Of course, as with most people we have worries and bad things happen from time to time but in general we roll along all very merrily.

I appreciate we are very fortunate but at the same time we work hard on our own relationship and to raise our children the best we can.

Not everyone is secretly miserable and faking it on FB.

Philoslothy · 28/07/2014 00:40

I agree pretty cherry. Whilst we have had battles to deal our life is as happy as our Facebook page suggests.

PrettyCherryTrees · 28/07/2014 00:50

Thanks Phil

There is lots that's annoying on FB (the woman on my feed who repeats every compliment her child has ever received, the man who posts vitriolic political rants calling everyone who disagrees stupid, the woman who posts continually' 99% of people won't share this' rubbish)

However generally my feed is full of nice, happy families, doing nice happy things. They all seem pretty genuine to me.

shockinglybadteacher · 28/07/2014 00:51

I like happy pictures :) although I normally use my FB for politics. I like quirky things too, like weird stuff that happened in people's days, and pictures of cats and dogs, and all sorts of stuff really.

What I don't like is what a PP said - "Gosh here's me and my darling son Alfie (who's at the top of his class in everything) playing in the snow!
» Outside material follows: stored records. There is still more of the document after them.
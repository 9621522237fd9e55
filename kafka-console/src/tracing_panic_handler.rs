use backtrace::{Backtrace, BacktraceFmt, BytesOrWideString, PrintFmt};
use std::fmt;
use std::panic::PanicHookInfo;

/// Reports panics as `error!` events so json log output stays valid json.
pub fn setup() {
    std::panic::set_hook(Box::new(|panic| {
        let backtrace = ShortBacktrace(Backtrace::new());
        let thread = std::thread::current();
        let thread = thread.name().unwrap_or("<unnamed>");
        match panic.location() {
            Some(location) => tracing::error!(
                message = %payload(panic),
                panic.thread = thread,
                panic.file = location.file(),
                panic.line = location.line(),
                panic.column = location.column(),
                panic.backtrace = %backtrace,
            ),
            None => tracing::error!(
                message = %payload(panic),
                panic.thread = thread,
                panic.backtrace = %backtrace,
            ),
        }
    }));
}

fn payload<'a>(panic: &'a PanicHookInfo<'_>) -> &'a str {
    if let Some(message) = panic.payload().downcast_ref::<&str>() {
        message
    } else if let Some(message) = panic.payload().downcast_ref::<String>() {
        message
    } else {
        "Box<dyn Any>"
    }
}

/// Formats only the frames between the panic machinery and the runtime entry point,
/// with paths relative to the working directory where possible.
struct ShortBacktrace(Backtrace);

impl fmt::Display for ShortBacktrace {
    fn fmt(&self, f: &mut fmt::Formatter<'_>) -> fmt::Result {
        let cwd = std::env::current_dir().ok();
        let mut print_path = move |fmt: &mut fmt::Formatter<'_>, path: BytesOrWideString<'_>| {
            let path = path.into_path_buf();
            match cwd.as_ref().and_then(|cwd| path.strip_prefix(cwd).ok()) {
                Some(relative) => fmt::Display::fmt(&relative.display(), fmt),
                None => fmt::Display::fmt(&path.display(), fmt),
            }
        };

        let mut f = BacktraceFmt::new(f, PrintFmt::Short, &mut print_path);
        f.add_context()?;
        for (frame, _) in backtrace_ext::short_frames_strict(&self.0) {
            f.frame().backtrace_frame(frame)?;
        }
        f.finish()
    }
}
use anyhow::{Context, Result, anyhow};
use bytes::Bytes;
use std::time::Duration;

/// Client for the schema registry configured alongside a kafka cluster.
#[derive(Debug, Clone)]
pub struct SchemaRegistryClient {
    base_url: reqwest::Url,
    http: reqwest::Client,
}

impl SchemaRegistryClient {
    pub fn new(url: &str, request_timeout: Duration) -> Result<Self> {
        let mut base_url = reqwest::Url::parse(url)
            .with_context(|| format!("Invalid schema registry url {url}"))?;
        if !matches!(base_url.scheme(), "http" | "https") {
            return Err(anyhow!(
                "Schema registry url {url} must use the http or https scheme"
            ));
        }
        // keep any base path when joining endpoint paths onto it
        if !base_url.path().ends_with('/') {
            let path = format!("{}/", base_url.path());
            base_url.set_path(&path);
        }
        let http = reqwest::Client::builder()
            .timeout(request_timeout)
            .build()
            .context("Failed to create schema registry http client")?;
        Ok(SchemaRegistryClient { base_url, http })
    }

    pub fn base_url(&self) -> &reqwest::Url {
        &self.base_url
    }

    fn schema_url(&self, global_id: i64) -> Result<reqwest::Url> {
        self.base_url
            .join(&format!("apis/ccompat/v7/schemas/ids/{global_id}"))
            .context("Failed to build schema url")
    }

    /// Fetches the raw schema document registered under `global_id`.
    pub async fn fetch_schema(&self, global_id: i64) -> Result<Bytes> {
        let url = self.schema_url(global_id)?;
        let response = self
            .http
            .get(url.clone())
            .send()
            .await
            .with_context(|| format!("Failed to request schema from {url}"))?
            .error_for_status()
            .with_context(|| format!("Schema registry rejected request for {url}"))?;
        response
            .bytes()
            .await
            .with_context(|| format!("Failed to read schema from {url}"))
    }
}

#[cfg(test)]
mod tests {
    use super::*;
    use pretty_assertions::assert_eq;

    #[test]
    fn test_schema_url_keeps_base_path() {
        let client =
            SchemaRegistryClient::new("http://registry:8080/registry", Duration::from_secs(5))
                .unwrap();
        assert_eq!(
            client.schema_url(42).unwrap().as_str(),
            "http://registry:8080/registry/apis/ccompat/v7/schemas/ids/42"
        );
    }

    #[test]
    fn test_invalid_urls() {
        assert!(SchemaRegistryClient::new("not a url", Duration::from_secs(5)).is_err());
        assert!(SchemaRegistryClient::new("ftp://registry", Duration::from_secs(5)).is_err());
    }

    #[tokio::test]
    async fn test_fetch_schema() {
        let app = axum::Router::new().route(
            "/registry/apis/ccompat/v7/schemas/ids/7",
            axum::routing::get(|| async { r#"{"schema":"\"string\""}"# }),
        );
        let listener = tokio::net::TcpListener::bind("127.0.0.1:0").await.unwrap();
        let address = listener.local_addr().unwrap();
        tokio::spawn(async move { axum::serve(listener, app).await.unwrap() });

        let client = SchemaRegistryClient::new(
            &format!("http://{address}/registry"),
            Duration::from_secs(5),
        )
        .unwrap();
        assert_eq!(
            client.fetch_schema(7).await.unwrap(),
            Bytes::from_static(br#"{"schema":"\"string\""}"#)
        );
        assert!(client.fetch_schema(8).await.is_err());
    }
}
//! A value that was either obtained or failed to be obtained, where the failure is itself data to be reported
//! rather than an error that aborts the surrounding operation.

use std::fmt;

#[derive(Debug)]
pub enum Outcome<T, E = anyhow::Error> {
    Value(T),
    Failure(E),
}

impl<T, E> Outcome<T, E> {
    pub fn is_value(&self) -> bool {
        matches!(self, Outcome::Value(_))
    }

    pub fn is_failure(&self) -> bool {
        matches!(self, Outcome::Failure(_))
    }

    pub fn value(&self) -> Option<&T> {
        match self {
            Outcome::Value(value) => Some(value),
            Outcome::Failure(_) => None,
        }
    }

    pub fn failure(&self) -> Option<&E> {
        match self {
            Outcome::Value(_) => None,
            Outcome::Failure(cause) => Some(cause),
        }
    }

    pub fn map<U>(self, f: impl FnOnce(T) -> U) -> Outcome<U, E> {
        match self {
            Outcome::Value(value) => Outcome::Value(f(value)),
            Outcome::Failure(cause) => Outcome::Failure(cause),
        }
    }

    pub fn and_then<U>(self, f: impl FnOnce(T) -> Outcome<U, E>) -> Outcome<U, E> {
        match self {
            Outcome::Value(value) => f(value),
            Outcome::Failure(cause) => Outcome::Failure(cause),
        }
    }

    pub fn map_failure<F>(self, f: impl FnOnce(E) -> F) -> Outcome<T, F> {
        match self {
            Outcome::Value(value) => Outcome::Value(value),
            Outcome::Failure(cause) => Outcome::Failure(f(cause)),
        }
    }

    pub fn into_result(self) -> Result<T, E> {
        match self {
            Outcome::Value(value) => Ok(value),
            Outcome::Failure(cause) => Err(cause),
        }
    }
}

impl<T, E> From<Result<T, E>> for Outcome<T, E> {
    fn from(result: Result<T, E>) -> Self {
        match result {
            Ok(value) => Outcome::Value(value),
            Err(cause) => Outcome::Failure(cause),
        }
    }
}

impl<T: fmt::Display, E: fmt::Display> fmt::Display for Outcome<T, E> {
    fn fmt(&self, f: &mut fmt::Formatter<'_>) -> fmt::Result {
        match self {
            Outcome::Value(value) => write!(f, "{value}"),
            Outcome::Failure(cause) => write!(f, "failed: {cause}"),
        }
    }
}
//! Orthophoto download-id lookup table.
//!
//! The table is a CSV file with an `id,year,filename` header, where
//! `filename` holds the tile name the id was registered under. It is
//! produced by probing the portal's download endpoint id by id and is
//! only ever appended to.

use crate::{TileGridError, TileName};
use log::debug;
use serde::{Deserialize, Serialize};
use std::{
    collections::BTreeSet,
    fs::{File, OpenOptions},
    io::Read,
    path::{Path, PathBuf},
};

/// Column names of a freshly created table.
const HEADER: [&str; 3] = ["id", "year", "filename"];

/// One registered orthophoto archive.
#[derive(Debug, Clone, Copy, PartialEq, Eq, Serialize, Deserialize)]
pub struct LookupEntry {
    pub id: u64,
    pub year: u16,
    #[serde(rename = "filename", alias = "tilename")]
    pub tilename: TileName,
}

#[derive(Debug, Clone, Default)]
pub struct LookupTable {
    entries: Vec<LookupEntry>,
}

impl LookupTable {
    pub fn new(entries: Vec<LookupEntry>) -> Self {
        Self { entries }
    }

    pub fn from_path<P: AsRef<Path>>(path: P) -> Result<Self, TileGridError> {
        debug!("reading lookup table {:?}", path.as_ref());
        Self::from_reader(File::open(path)?)
    }

    pub fn from_reader<R: Read>(rdr: R) -> Result<Self, TileGridError> {
        let mut csv_rdr = csv::ReaderBuilder::new()
            .has_headers(true)
            .trim(csv::Trim::All)
            .from_reader(rdr);
        let entries = csv_rdr
            .deserialize()
            .collect::<Result<Vec<LookupEntry>, _>>()?;
        Ok(Self { entries })
    }

    pub fn len(&self) -> usize {
        self.entries.len()
    }

    pub fn is_empty(&self) -> bool {
        self.entries.is_empty()
    }

    pub fn entries(&self) -> &[LookupEntry] {
        &self.entries
    }

    /// Returns every acquisition year present, ascending.
    pub fn years(&self) -> Vec<u16> {
        self.entries
            .iter()
            .map(|entry| entry.year)
            .collect::<BTreeSet<_>>()
            .into_iter()
            .collect()
    }

    /// Returns the entries registered for `year`.
    pub fn for_year(&self, year: u16) -> impl Iterator<Item = &LookupEntry> + '_ {
        self.entries.iter().filter(move |entry| entry.year == year)
    }

    /// Returns the download id of `tile` in `year`.
    ///
    /// Exactly one row must match; a missing row means the table is
    /// incomplete, several rows mean it is corrupt.
    pub fn id_for(&self, year: u16, tile: &TileName) -> Result<u64, TileGridError> {
        let mut matches = self.for_year(year).filter(|entry| entry.tilename == *tile);
        let first = matches.next();
        match (first, matches.count()) {
            (None, _) => Err(TileGridError::LookupMiss { year, tile: *tile }),
            (Some(entry), 0) => Ok(entry.id),
            (Some(_), rest) => Err(TileGridError::LookupAmbiguous {
                year,
                tile: *tile,
                count: rest + 1,
            }),
        }
    }
}

/// Append-only writer for a lookup table file.
pub struct LookupWriter {
    path: PathBuf,
    wtr: csv::Writer<File>,
}

impl LookupWriter {
    /// Opens `path` for appending, writing the header if the file is
    /// new or empty.
    pub fn open<P: AsRef<Path>>(path: P) -> Result<Self, TileGridError> {
        let path = path.as_ref().to_path_buf();
        if let Some(parent) = path.parent().filter(|p| !p.as_os_str().is_empty()) {
            std::fs::create_dir_all(parent)?;
        }
        let file = OpenOptions::new().create(true).append(true).open(&path)?;
        let is_new = file.metadata()?.len() == 0;
        let mut wtr = csv::WriterBuilder::new()
            .has_headers(false)
            .from_writer(file);
        if is_new {
            wtr.write_record(HEADER)?;
            wtr.flush()?;
        }
        Ok(Self { path, wtr })
    }

    pub fn path(&self) -> &Path {
        &self.path
    }

    /// Appends `entries` and flushes, making them a resume checkpoint.
    pub fn append(&mut self, entries: &[LookupEntry]) -> Result<(), TileGridError> {
        for entry in entries {
            self.wtr.serialize(entry)?;
        }
        self.wtr.flush()?;
        Ok(())
    }
}

/// Returns the id of the last row in the table at `path`.
///
/// `Ok(None)` if the file doesn't exist or holds no rows yet.
pub fn last_recorded_id<P: AsRef<Path>>(path: P) -> Result<Option<u64>, TileGridError> {
    let file = match File::open(path) {
        Ok(file) => file,
        Err(e) if e.kind() == std::io::ErrorKind::NotFound => return Ok(None),
        Err(e) => return Err(e.into()),
    };
    // Flexible, so a row cut short by an interrupted write still yields
    // its id.
    let mut csv_rdr = csv::ReaderBuilder::new()
        .has_headers(true)
        .flexible(true)
        .trim(csv::Trim::All)
        .from_reader(file);
    let mut last = None;
    for record in csv_rdr.records() {
        let record = record?;
        let id = record
            .get(0)
            .and_then(|field| field.parse::<u64>().ok())
            .ok_or_else(|| {
                TileGridError::MalformedRow(record.iter().collect::<Vec<_>>().join(","))
            })?;
        last = Some(id);
    }
    Ok(last)
}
Shouldn't be as we're both wearing top of the line designer clothes, but hey ho! Must be off now, as DH has cooked us up a four course feast!" It's a constructed life, not a real life, and you wonder what the construct is hiding.

I think that's what the OP was saying. Not that s/he doesn't want to see her friends happy, but that there's a kind of aggressive happiness which rings rather false. I'd rather "LOL botched attempt at a curry [pic] DH and I had a great laugh trying. What's the number for a decent takeaway?" than "Thoroughly enjoyed myself at Le Manoir aux Quat'Saisons! Where will Hubby take me next I wonder?"
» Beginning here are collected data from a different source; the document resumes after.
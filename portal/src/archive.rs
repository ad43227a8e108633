//! ZIP extraction.

use crate::{fetch::tmp_path, PortalError};
use log::{debug, warn};
use std::{
    fs::{self, File},
    io::{self, BufReader},
    path::{Path, PathBuf},
};
use zip::ZipArchive;

/// Files of one extracted archive.
#[derive(Debug, Clone, Default, PartialEq, Eq)]
pub struct Extracted {
    /// Every file the archive holds, below the destination directory.
    pub files: Vec<PathBuf>,

    /// How many of `files` were written by this extraction.
    pub written: usize,
}

/// Extracts `archive` into `dest`.
///
/// Files that already exist are left untouched, so repeating an
/// extraction is cheap and never clobbers earlier results. Entries
/// whose names would escape `dest` are skipped.
pub fn extract(archive: &Path, dest: &Path) -> Result<Extracted, PortalError> {
    let mut zip = ZipArchive::new(BufReader::new(File::open(archive)?))?;
    fs::create_dir_all(dest)?;

    let mut extracted = Extracted::default();
    for idx in 0..zip.len() {
        let mut entry = zip.by_index(idx)?;
        let Some(path) = entry.enclosed_name().map(|name| dest.join(name)) else {
            warn!("{archive:?}: skipping unsafe entry {:?}", entry.name());
            continue;
        };
        if entry.is_dir() {
            fs::create_dir_all(&path)?;
            continue;
        }
        if !path.exists() {
            if let Some(parent) = path.parent() {
                fs::create_dir_all(parent)?;
            }
            let tmp = tmp_path(&path);
            io::copy(&mut entry, &mut File::create(&tmp)?)?;
            fs::rename(tmp, &path)?;
            extracted.written += 1;
        }
        extracted.files.push(path);
    }
    debug!(
        "{archive:?}: {} files, {} new",
        extracted.files.len(),
        extracted.written
    );
    Ok(extracted)
}
//! # Tile Grid
//!
//! `tilegrid` decides which Geoportal Thüringen tiles cover an area of
//! interest and which download ids serve them.
//!
//! DEM archives are addressed by tile name directly. Orthophoto
//! archives are addressed by a numeric id taken from a lookup table,
//! and for acquisitions up to 2018 one id covers a 2x2 block of tiles
//! (see [`reconcile`]).

mod epoch;
mod error;
pub mod grid;
pub mod lookup;
pub mod reconcile;
mod tile;

pub use {
    crate::{
        epoch::{is_block_registered, Epoch, BLOCK_REGISTRATION_LAST_YEAR},
        error::TileGridError,
        grid::{intersect, Aoi, Crs, Grid, GridCell, MatchMode},
        lookup::{LookupEntry, LookupTable, LookupWriter},
        reconcile::{reconcile, resolve_ids},
        tile::{TileName, TileSet},
    },
    geo, geojson,
};
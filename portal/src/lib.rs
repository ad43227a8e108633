//! # Portal
//!
//! Retrieval of Geoportal Thüringen elevation models and orthophotos
//! for an area of interest.
//!
//! [`Pipeline`] ties the stages together: the epoch's tile grid is
//! downloaded, the tiles meeting the AOI are chosen with [`tilegrid`],
//! their archives are downloaded and extracted below a [`DataDir`],
//! and the rasters are mosaicked and clipped with GDAL. The network
//! and GDAL sit behind the [`Fetch`] and [`Raster`] traits.
//!
//! [`Enumerator`] builds the orthophoto lookup table the pipeline
//! depends on.

mod archive;
mod enumerate;
mod error;
mod fetch;
mod layout;
mod pipeline;
pub mod progress;
mod raster;
mod urls;
mod vector;

pub use crate::{
    archive::{extract, Extracted},
    enumerate::{
        parse_content_disposition, parse_op_filename, Enumerator, Summary, DEFAULT_JOBS,
    },
    error::PortalError,
    fetch::{download_to, Downloaded, Fetch, HttpFetcher},
    layout::{grid_file_name, DataDir, Product},
    pipeline::{
        Pipeline, PipelineBuilder, Report, Selection, DEFAULT_TARGET_SRS, DEM_RESOLUTION_M,
        OP_RESOLUTION_M,
    },
    raster::{Gdal, Raster, NODATA},
    urls::{DemFormat, Endpoints, DEFAULT_BASE_URL},
    vector::{read_aoi, read_features, read_grid},
};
MysteriousCircusZebra · 28/07/2014 00:56

Why does it matter? Theres plenty of shit stuff in my life. But I don't air that in public. I just post nice pictures, things that have happened that are good or that I'm proud of. I don't need to post all the shit and get other people down. And I like to look back on all the good stuff. Wheres the issue with that?

Politelydeclining · 28/07/2014 00:56

Shocking true it may be a case of not what you say but how you say it.
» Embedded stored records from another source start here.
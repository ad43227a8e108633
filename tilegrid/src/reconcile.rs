//! Mapping of intersected tiles onto orthophoto download ids.
//!
//! Orthophotos acquired up to and including 2018 are registered in
//! 2x2 blocks: only the block's lower-left cell (even `x` and even
//! `y`) has a lookup entry and its archive covers all four cells.
//! Later years register every cell individually.

use crate::{epoch::is_block_registered, LookupTable, TileGridError, TileSet};
use log::debug;

/// Returns the tile names to look up for `year`.
///
/// For block registered years every name with an odd coordinate is
/// replaced by its block's lower-left cell and the result is
/// de-duplicated. Block origins already in `tiles` keep their input
/// order; replacements follow in the order they were encountered.
/// Later years return `tiles` unchanged.
pub fn reconcile(tiles: &TileSet, year: u16) -> TileSet {
    if !is_block_registered(year) {
        return tiles.clone();
    }

    let (origins, members): (Vec<_>, Vec<_>) =
        tiles.iter().copied().partition(|tile| tile.is_block_origin());

    let mut reconciled: TileSet = origins.into_iter().collect();
    for tile in members {
        let origin = tile.block_origin();
        if reconciled.insert(origin) {
            debug!("{tile} is registered under {origin}");
        }
    }
    reconciled
}

/// Returns the download ids of `tiles` for `year`, in reconciled
/// order.
///
/// Fails on the first tile without exactly one lookup entry; no
/// partial list is returned.
pub fn resolve_ids(
    tiles: &TileSet,
    year: u16,
    table: &LookupTable,
) -> Result<Vec<u64>, TileGridError> {
    reconcile(tiles, year)
        .iter()
        .map(|tile| table.id_for(year, tile))
        .collect()
}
Philoslothy · 28/07/2014 00:57

My children don't get very many compliments so I suspect that I may repeat all of them. Grin

MysteriousCircusZebra · 28/07/2014 00:58

Oh ok shockingly. I see that point. But theres not many people that use fb for a jolly big boast fest is there? The odd one. But most people are just, well, normal.

shockinglybadteacher · 28/07/2014 01:13

I know of a couple, Mysterious Grin I'd agree it's a minority, but it does happen.

I think it's insecurity, but sometimes it's just plain weird. For example, if someone showed a picture and said "Me and Alfie playing about in the snow before tea!" (or dinner, or whatever you want to call it) most people would think "Aww!" With the details or really staged photos it becomes a bit, well, disturbing.

(I've got another objection which I feel deserves a thread to itself. People who post photos of their kids with chocolate/cake/yoghurt/etc smeared all over their faces. Why does anyone think this is appealing?)

Politelydeclining · 28/07/2014 01:14

This reply has been deleted

Message withdrawn at poster's request.

AshaH1982 · 28/07/2014 01:17

Don't mind it from my friends on FB, but there are a couple of craft related blogs I read and I'm convinced they're there just there to make you feel inadequate. The ones who have 15 perfectly behaved, immaculate poppets who live in immaculate houses, and have time to photograph their lovely frothy coffee and homemade cake before knitting their own pony and putting poppets to bed. With freshly ironed sheets. Yes, I am bloody jealous.

BOFster · 28/07/2014 01:19

It's funny, isn't it? On MN and Facebook, there are a few people who do the insecure bragging thing, but mostly I find that here we mostly hear the difficult side of people's relationships, while on FB we see the positive, hopeful and celebratory side. I don't think either is "wrong", or faked, but that some media lends itself to one kind of portrayal over the other. The big difference, I guess, is anonymity.